More examples on bootstrap and cross-validation and errors

# Common imports
import os
import numpy as np
import pandas as pd
import matplotlib.pyplot as plt
from sklearn.linear_model import LinearRegression, Ridge, Lasso
from sklearn.model_selection import train_test_split
from sklearn.utils import resample
from sklearn.metrics import mean_squared_error
# Where to save the figures and data files
PROJECT_ROOT_DIR = "Results"
FIGURE_ID = "Results/FigureFiles"
DATA_ID = "DataFiles/"

if not os.path.exists(PROJECT_ROOT_DIR):
    os.mkdir(PROJECT_ROOT_DIR)

if not os.path.exists(FIGURE_ID):
    os.makedirs(FIGURE_ID)

if not os.path.exists(DATA_ID):
    os.makedirs(DATA_ID)

def image_path(fig_id):
    return os.path.join(FIGURE_ID, fig_id)

def data_path(dat_id):
    return os.path.join(DATA_ID, dat_id)

def save_fig(fig_id):
    plt.savefig(image_path(fig_id) + ".png", format='png')

infile = open(data_path("EoS.csv"),'r')

# Read the EoS data as  csv file and organize the data into two arrays with density and energies
EoS = pd.read_csv(infile, names=('Density', 'Energy'))
EoS['Energy'] = pd.to_numeric(EoS['Energy'], errors='coerce')
EoS = EoS.dropna()
Energies = EoS['Energy']
Density = EoS['Density']
#  The design matrix now as function of various polytrops

Maxpolydegree = 30
X = np.zeros((len(Density),Maxpolydegree))
X[:,0] = 1.0
testerror = np.zeros(Maxpolydegree)
trainingerror = np.zeros(Maxpolydegree)
polynomial = np.zeros(Maxpolydegree)

trials = 100
for polydegree in range(1, Maxpolydegree):
    polynomial[polydegree] = polydegree
    for degree in range(polydegree):
        X[:,degree] = Density**(degree/3.0)

# loop over trials in order to estimate the expectation value of the MSE
    testerror[polydegree] = 0.0
    trainingerror[polydegree] = 0.0
    for samples in range(trials):
        x_train, x_test, y_train, y_test = train_test_split(X, Energies, test_size=0.2)
        model = LinearRegression(fit_intercept=False).fit(x_train, y_train)
        ypred = model.predict(x_train)
        ytilde = model.predict(x_test)
        testerror[polydegree] += mean_squared_error(y_test, ytilde)
        trainingerror[polydegree] += mean_squared_error(y_train, ypred) 

    testerror[polydegree] /= trials
    trainingerror[polydegree] /= trials
    print("Degree of polynomial: %3d"% polynomial[polydegree])
    print("Mean squared error on training data: %.8f" % trainingerror[polydegree])
    print("Mean squared error on test data: %.8f" % testerror[polydegree])

plt.plot(polynomial, np.log10(trainingerror), label='Training Error')
plt.plot(polynomial, np.log10(testerror), label='Test Error')
plt.xlabel('Polynomial degree')
plt.ylabel('log10[MSE]')
plt.legend()
plt.show()

Note that we kept the intercept column in the fitting here.
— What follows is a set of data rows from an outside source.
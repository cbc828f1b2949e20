//! SPIFFS mount.
//!
//! Registers the `storage` partition under [`BASE_PATH`] so the config
//! file and the persistent log are reachable through `std::fs`.  A
//! partition that fails to mount is formatted once.

use crate::app::ports::ConfigError;

/// VFS prefix for every file on the data partition.
pub const BASE_PATH: &str = "/spiffs";

#[cfg(target_os = "espidf")]
pub fn mount() -> Result<(), ConfigError> {
    use esp_idf_svc::sys;

    let conf = sys::esp_vfs_spiffs_conf_t {
        base_path: c"/spiffs".as_ptr(),
        partition_label: core::ptr::null(),
        max_files: 4,
        format_if_mount_failed: true,
    };
    // SAFETY: `conf` outlives the call; the driver copies the paths.
    let ret = unsafe { sys::esp_vfs_spiffs_register(&conf) };
    if ret != sys::ESP_OK as i32 {
        return Err(ConfigError::StorageUnavailable(ret));
    }

    let (mut total, mut used) = (0usize, 0usize);
    // SAFETY: out-pointers to locals.
    if unsafe { sys::esp_spiffs_info(core::ptr::null(), &mut total, &mut used) } == sys::ESP_OK as i32 {
        log::info!("SPIFFS: mounted at {} ({}/{} bytes used)", BASE_PATH, used, total);
    }
    Ok(())
}

/// Simulation: files live under the host's working directory instead.
#[cfg(not(target_os = "espidf"))]
pub fn mount() -> Result<(), ConfigError> {
    log::info!("SPIFFS(sim): mount skipped");
    Ok(())
}
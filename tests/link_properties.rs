//! Property tests for the peer link and the observed-value cell.
//!
//! Runs on host (x86_64) only; proptest is not available for ESP32 targets.

#![cfg(not(target_os = "espidf"))]

use levelsense::error::SendError;
use levelsense::link::frame::{MAX_CONTENT, OutboundMessage};
use levelsense::link::reassembly::{DEFAULT_TIMEOUT_MS, Reassembler};
use levelsense::link::{FRAME_LEN, MessageType, Transport, send_message};
use levelsense::sensors::ObservedValue;
use proptest::prelude::*;

#[derive(Default)]
struct Capture(Vec<[u8; FRAME_LEN]>);

impl Transport for Capture {
    type Error = SendError;

    fn send(&mut self, frame: &[u8; FRAME_LEN]) -> Result<(), SendError> {
        self.0.push(*frame);
        Ok(())
    }
}

fn kind() -> impl Strategy<Value = MessageType> {
    prop_oneof![
        Just(MessageType::SensorInfo),
        Just(MessageType::Log),
        Just(MessageType::Command),
    ]
}

proptest! {
    /// Whatever goes through the framer comes out of the reassembler
    /// unchanged, in exactly one complete message.
    #[test]
    fn framer_reassembler_round_trip(
        kind in kind(),
        body in proptest::collection::vec(1u8..=255, 0..3000),
    ) {
        let mut link = Capture::default();
        let frames = send_message(&mut link, kind, &body).unwrap();
        prop_assert_eq!(frames, link.0.len());

        let mut rx = Reassembler::new(DEFAULT_TIMEOUT_MS);
        let mut done = Vec::new();
        for (i, wire) in link.0.iter().enumerate() {
            let msg = OutboundMessage::decode(wire).unwrap();
            if let Some(m) = rx.feed(&msg, i as u32) {
                done.push(m);
            }
        }
        prop_assert_eq!(done, vec![(kind, body)]);
    }

    /// Short payloads use one page-0 frame; longer ones are numbered 1..=N.
    #[test]
    fn single_frame_iff_it_fits(len in 0usize..2000) {
        let body = vec![b'a'; len];
        let mut link = Capture::default();
        send_message(&mut link, MessageType::Log, &body).unwrap();

        let pages: Vec<i32> = link
            .0
            .iter()
            .map(|w| OutboundMessage::decode(w).unwrap().page())
            .collect();
        if len <= MAX_CONTENT {
            prop_assert_eq!(pages, vec![0]);
        } else {
            let expected: Vec<i32> = (1..=len.div_ceil(MAX_CONTENT) as i32).collect();
            prop_assert_eq!(pages, expected);
        }
    }

    /// `changed` reflects only the last record against the value before it.
    #[test]
    fn observed_value_changed_tracks_last_record(values in proptest::collection::vec(0u8..4, 1..50)) {
        let mut cell = ObservedValue::new();
        let mut before: Option<u8> = None;
        for v in values {
            cell.record(v);
            prop_assert_eq!(cell.changed(), before != Some(v));
            prop_assert_eq!(cell.current(), Some(&v));
            before = Some(v);
        }
    }
}
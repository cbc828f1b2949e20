//! 18650 cell monitor.
//!
//! Voltage comes from the divider on the ADC pin; charge level is
//! interpolated from a resting-voltage table.  There is no charge-status
//! pin: anything at or above the USB threshold is treated as charging.

use log::{info, warn};

use super::{DeviceUpdate, ObservedValue};
use crate::app::ports::SensorPort;

pub const VOLTAGE_DEVICE_IDX: u32 = 6;
pub const CHARGE_DEVICE_IDX: u32 = 7;

/// At or above this the board is on USB power.
pub const CHARGING_THRESHOLD_V: f32 = 4.8;

/// (volts, percent), descending.
const DISCHARGE_CURVE: [(f32, u8); 11] = [
    (4.20, 100),
    (4.10, 90),
    (4.00, 80),
    (3.90, 70),
    (3.85, 60),
    (3.80, 50),
    (3.75, 40),
    (3.70, 30),
    (3.65, 20),
    (3.55, 10),
    (3.20, 0),
];

/// Charge level (0–100 %) for a resting cell voltage.
pub fn charge_percent(volts: f32) -> u8 {
    let (top_v, top_pct) = DISCHARGE_CURVE[0];
    if volts >= top_v {
        return top_pct;
    }
    for pair in DISCHARGE_CURVE.windows(2) {
        let (hi_v, hi_pct) = pair[0];
        let (lo_v, lo_pct) = pair[1];
        if volts >= lo_v {
            let frac = (volts - lo_v) / (hi_v - lo_v);
            let pct = f32::from(lo_pct) + frac * f32::from(hi_pct - lo_pct);
            return pct.round() as u8;
        }
    }
    0
}

/// One battery sample.  Millivolts keep equality exact.
#[derive(Debug, Clone, Copy, PartialEq, Eq)]
pub struct BatteryReading {
    pub millivolts: u16,
    pub charge_pct: u8,
}

impl BatteryReading {
    pub fn from_volts(volts: f32) -> Self {
        Self {
            millivolts: (volts * 1000.0).round().clamp(0.0, f32::from(u16::MAX)) as u16,
            charge_pct: charge_percent(volts),
        }
    }

    pub fn volts(&self) -> f32 {
        f32::from(self.millivolts) / 1000.0
    }

    pub fn is_charging(&self) -> bool {
        self.volts() >= CHARGING_THRESHOLD_V
    }
}

pub struct BatterySampler {
    value: ObservedValue<BatteryReading>,
}

impl BatterySampler {
    pub const fn new() -> Self {
        Self {
            value: ObservedValue::new(),
        }
    }

    /// Take one reading.  Returns one payload carrying both the voltage and
    /// the charge device updates, or `None` when the read failed.
    pub fn sample(&mut self, port: &mut impl SensorPort) -> Option<String> {
        match port.read_battery_voltage() {
            Ok(volts) => {
                let reading = BatteryReading::from_volts(volts);
                info!(
                    "Battery: {:.2} V, {}%{}",
                    reading.volts(),
                    reading.charge_pct,
                    if reading.is_charging() { " (charging)" } else { "" }
                );
                self.value.record(reading);
                telemetry(&reading)
            }
            Err(e) => {
                warn!("Battery read failed: {}", e);
                self.value.record_failure();
                None
            }
        }
    }

    pub fn value(&self) -> &ObservedValue<BatteryReading> {
        &self.value
    }

    pub fn value_mut(&mut self) -> &mut ObservedValue<BatteryReading> {
        &mut self.value
    }
}

impl Default for BatterySampler {
    fn default() -> Self {
        Self::new()
    }
}

fn telemetry(reading: &BatteryReading) -> Option<String> {
    let updates = [
        DeviceUpdate {
            idx: VOLTAGE_DEVICE_IDX,
            nvalue: 0,
            svalue: Some(format!("{:.2}", reading.volts())),
        },
        DeviceUpdate {
            idx: CHARGE_DEVICE_IDX,
            nvalue: 0,
            svalue: Some(format!("{}", reading.charge_pct)),
        },
    ];
    serde_json::to_string(&updates)
        .map_err(|_| warn!("Battery: telemetry encode failed"))
        .ok()
}

#[cfg(test)]
mod tests {
    use super::*;
    use crate::error::SensorError;
    use crate::sensors::water_level::WaterLevel;

    struct Cell(Result<f32, SensorError>);

    impl SensorPort for Cell {
        fn read_water_level(&mut self) -> Result<WaterLevel, SensorError> {
            Ok(WaterLevel::Ok)
        }
        fn read_battery_voltage(&mut self) -> Result<f32, SensorError> {
            self.0
        }
    }

    #[test]
    fn curve_endpoints_and_midpoints() {
        assert_eq!(charge_percent(4.35), 100);
        assert_eq!(charge_percent(4.20), 100);
        assert_eq!(charge_percent(3.80), 50);
        assert_eq!(charge_percent(3.825), 55);
        assert_eq!(charge_percent(3.20), 0);
        assert_eq!(charge_percent(2.90), 0);
    }

    #[test]
    fn charging_threshold() {
        assert!(BatteryReading::from_volts(4.8).is_charging());
        assert!(BatteryReading::from_volts(5.1).is_charging());
        assert!(!BatteryReading::from_volts(4.79).is_charging());
    }

    #[test]
    fn payload_holds_both_updates() {
        let mut s = BatterySampler::new();
        let payload = s.sample(&mut Cell(Ok(3.9))).unwrap();
        assert_eq!(
            payload,
            r#"[{"idx":6,"nvalue":0,"svalue":"3.90"},{"idx":7,"nvalue":0,"svalue":"70"}]"#
        );
    }

    #[test]
    fn failed_read_sends_nothing() {
        let mut s = BatterySampler::new();
        s.sample(&mut Cell(Ok(3.7)));
        assert!(s.sample(&mut Cell(Err(SensorError::AdcReadFailed(-1)))).is_none());
        assert_eq!(s.value().current().map(|r| r.millivolts), Some(3700));
        assert!(!s.value().changed());
    }
}
//! Adapters: concrete implementations of the hexagonal port traits.
//!
//! | Adapter        | Implements           | Connects to                  |
//! |----------------|----------------------|------------------------------|
//! | `hardware`     | SensorPort           | Float switch GPIO, ADC1      |
//! |                | InputPort            | Button GPIOs                 |
//! | `display`      | Renderer/DisplayPort | Panel backlight, console     |
//! | `power`        | PowerPort            | ESP-IDF sleep controller     |
//! | `time`         | ClockPort            | ESP32 system timer, RTC      |
//! | `espnow`       | Transport            | ESP-NOW unicast to gateway   |
//! |                | NetworkScanPort      | ESP-IDF WiFi STA scan        |
//! | `config_store` | ConfigSource         | `config.json` on SPIFFS      |
//! | `spiffs`       | (mount only)         | SPIFFS VFS mount             |
//! | `log_sink`     | EventSink, log::Log  | Serial log + persistent log  |

pub mod config_store;
pub mod display;
pub mod espnow;
pub mod hardware;
pub mod log_sink;
pub mod power;
pub mod spiffs;
pub mod time;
This means that we need to set the intercept in the call to the Scikit-Learn function as False. Alternatively, we could have set up the design matrix \( X \) without the first column of ones.

The same example but now with cross-validation

In this example we keep the intercept column again but add cross-validation in order to estimate the best possible value of the means squared error.

# Common imports
import os
import numpy as np
import pandas as pd
import matplotlib.pyplot as plt
from sklearn.linear_model import LinearRegression, Ridge, Lasso
from sklearn.metrics import mean_squared_error
from sklearn.model_selection import KFold
from sklearn.model_selection import cross_val_score


# Where to save the figures and data files
PROJECT_ROOT_DIR = "Results"
FIGURE_ID = "Results/FigureFiles"
DATA_ID = "DataFiles/"

if not os.path.exists(PROJECT_ROOT_DIR):
    os.mkdir(PROJECT_ROOT_DIR)

if not os.path.exists(FIGURE_ID):
    os.makedirs(FIGURE_ID)

if not os.path.exists(DATA_ID):
    os.makedirs(DATA_ID)

def image_path(fig_id):
    return os.path.join(FIGURE_ID, fig_id)

def data_path(dat_id):
    return os.path.join(DATA_ID, dat_id)

def save_fig(fig_id):
    plt.savefig(image_path(fig_id) + ".png", format='png')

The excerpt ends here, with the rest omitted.